Ci sono dunque alcune questioni da risolvere, dubbi da chiarire. Alla luce della nuova situazione epidemiologica, il ministro della Salute che sarà in carica a ridosso della scadenza dovrà valutare se prorogare lo stop alla circolazione anche tra i territori in fascia gialla, oppure far scattare il liberi tutti: un cambio di fase che manderebbe in archivio l' autocertificazione e andrebbe incontro alle istanze degli «aperturisti» come Matteo Salvini. Prima di tutto si deve però stabilire la competenza a procedere.
dragonite riceve il campanello da conte
Il governo Conte è in carica soltanto per gli «affari correnti», l' orientamento del premier uscente è che una decisione di così grande impatto sulla vita degli italiani - che aspettano con ansia la notizia per programmare viaggi e vacanze sulla neve - non possa essere legittimamente assunta da un esecutivo in scadenza ma debba essere lasciata a chi ne prederà il posto. Se il presidente Draghi dopo aver sciolto la riserva, presentato la squadra, giurato al Quirinale e incassato la fiducia decidesse di prorogare il divieto di spostamento, servirebbe un decreto legge. Sembra però scontato che il nuovo presidente del Consiglio non vada in Parlamento prima del 16 febbraio. Ci sono dunque due opzioni: varare comunque un nuovo provvedimento prima del voto parlamentare oppure far semplicemente decadere il precedente. In quel caso da martedì 16 non ci sarà più alcuna restrizione. Un' eventualità che spaventa Roberto Speranza, ministro della Salute ancora in carica: «Il virus circola e il rischio, anche per via delle varianti, resta alto. Non possiamo scherzare col fuoco».

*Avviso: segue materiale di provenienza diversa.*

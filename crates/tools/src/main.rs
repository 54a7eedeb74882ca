use std::path::PathBuf;

use anyhow::Result;
use clap::{Parser, Subcommand};
use tracing_subscriber::EnvFilter;

#[derive(Parser, Debug)]
#[command(author, version, about = "Inspect ship stories and export camera tracks")]
struct Args {
    /// Story catalog JSON (default: the built-in story)
    #[arg(long, global = true)]
    catalog: Option<PathBuf>,

    #[command(subcommand)]
    command: Command,
}

#[derive(Subcommand, Debug)]
enum Command {
    /// Load and validate the catalog, then print a summary
    Validate,

    /// List the annotations reachable on one ship, in stepping order
    List {
        #[arg(long)]
        ship: String,
    },

    /// Build a keyframe track and print it as JSON
    Track {
        /// Script JSON (default: the built-in tour)
        #[arg(long)]
        script: Option<PathBuf>,

        /// Story config JSON; only its `script` section is used
        #[arg(long)]
        config: Option<PathBuf>,
    },
}

fn main() -> Result<()> {
    tracing_subscriber::fmt()
        .with_env_filter(EnvFilter::from_default_env())
        .with_writer(std::io::stderr)
        .init();

    let args = Args::parse();
    let catalog = tools::load_catalog(args.catalog.as_deref())?;

    match args.command {
        Command::Validate => {
            let summary = tools::summarize(&catalog);
            println!("{} annotations", summary.annotations);
            for ship in &summary.ships {
                println!("  {}: {} placed ({})", ship.name, ship.annotations, ship.asset_path);
            }
            if !summary.unplaced.is_empty() {
                println!("not placed on any ship: {}", summary.unplaced.join(", "));
            }
            for (from, to) in &summary.dangling_links {
                println!("warning: {from:?} links to unknown annotation {to:?}");
            }
        }
        Command::List { ship } => {
            for name in tools::list_annotations(&catalog, &ship)? {
                println!("{name}");
            }
        }
        Command::Track { script, config } => {
            let script = tools::load_script(script.as_deref())?;
            let config = tools::load_script_config(config.as_deref())?;
            let track = tools::flat_track(&catalog, &script, &config)?;
            println!("{}", serde_json::to_string_pretty(&track)?);
        }
    }

    Ok(())
}
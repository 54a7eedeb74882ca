pub mod mat4;
pub mod precision;
pub mod quat;
pub mod vec;

pub use mat4::*;
pub use precision::*;
pub use quat::*;
pub use vec::*;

Da oggi al 5 marzo sono numerose le scadenze da rispettare. Già questa settimana il ministro degli Affari Regionali Francesco Boccia incontrerà, come accade ormai da quasi un anno, i governatori per pianificare le prossime mosse sulla campagna vaccinale e le emergenze legate alle varianti del Covid-19 che stanno costringendo sindaci e presidenti di Regione a trasformare paesi e intere province in zona rossa. Venerdì arriverà il nuovo monitoraggio e sulla base dei dati si deciderà in quale fascia di colore dovranno stare le regioni, anche perché scadranno i 15 giorni in cui la maggior parte dell' Italia è in giallo.
Lunedì 15 febbraio è invece fissata la riapertura degli impianti da sci: le linee guida sono state validate dal Comitato tecnico scientifico, ma durante il prossimo confronto con i governatori si dovrà chiarire come, soprattutto dove, ricominciare. Anche tenendo conto che l' Alto Adige sarà in lockdown per tre settimane.
Poi si deve passare all' esame delle misure del nuovo Dpcm modulando regole e divieti entro il 5 marzo, passaggio che di certo toccherà al nuovo governo. Il quale dovrà decidere se proseguire con la «linea dura» oppure iniziare una fase di progressive riaperture.
Le associazioni di categoria premono: i ristorati vogliono il via libera serale nelle regioni gialle e a pranzo in quelle arancioni, i gestori di palestre e piscine chiedono di poter tornare a lavorare, quelli di cinema e teatri invocano di poter alzare il sipario. Un confronto che si preannuncia tutt' altro che semplice.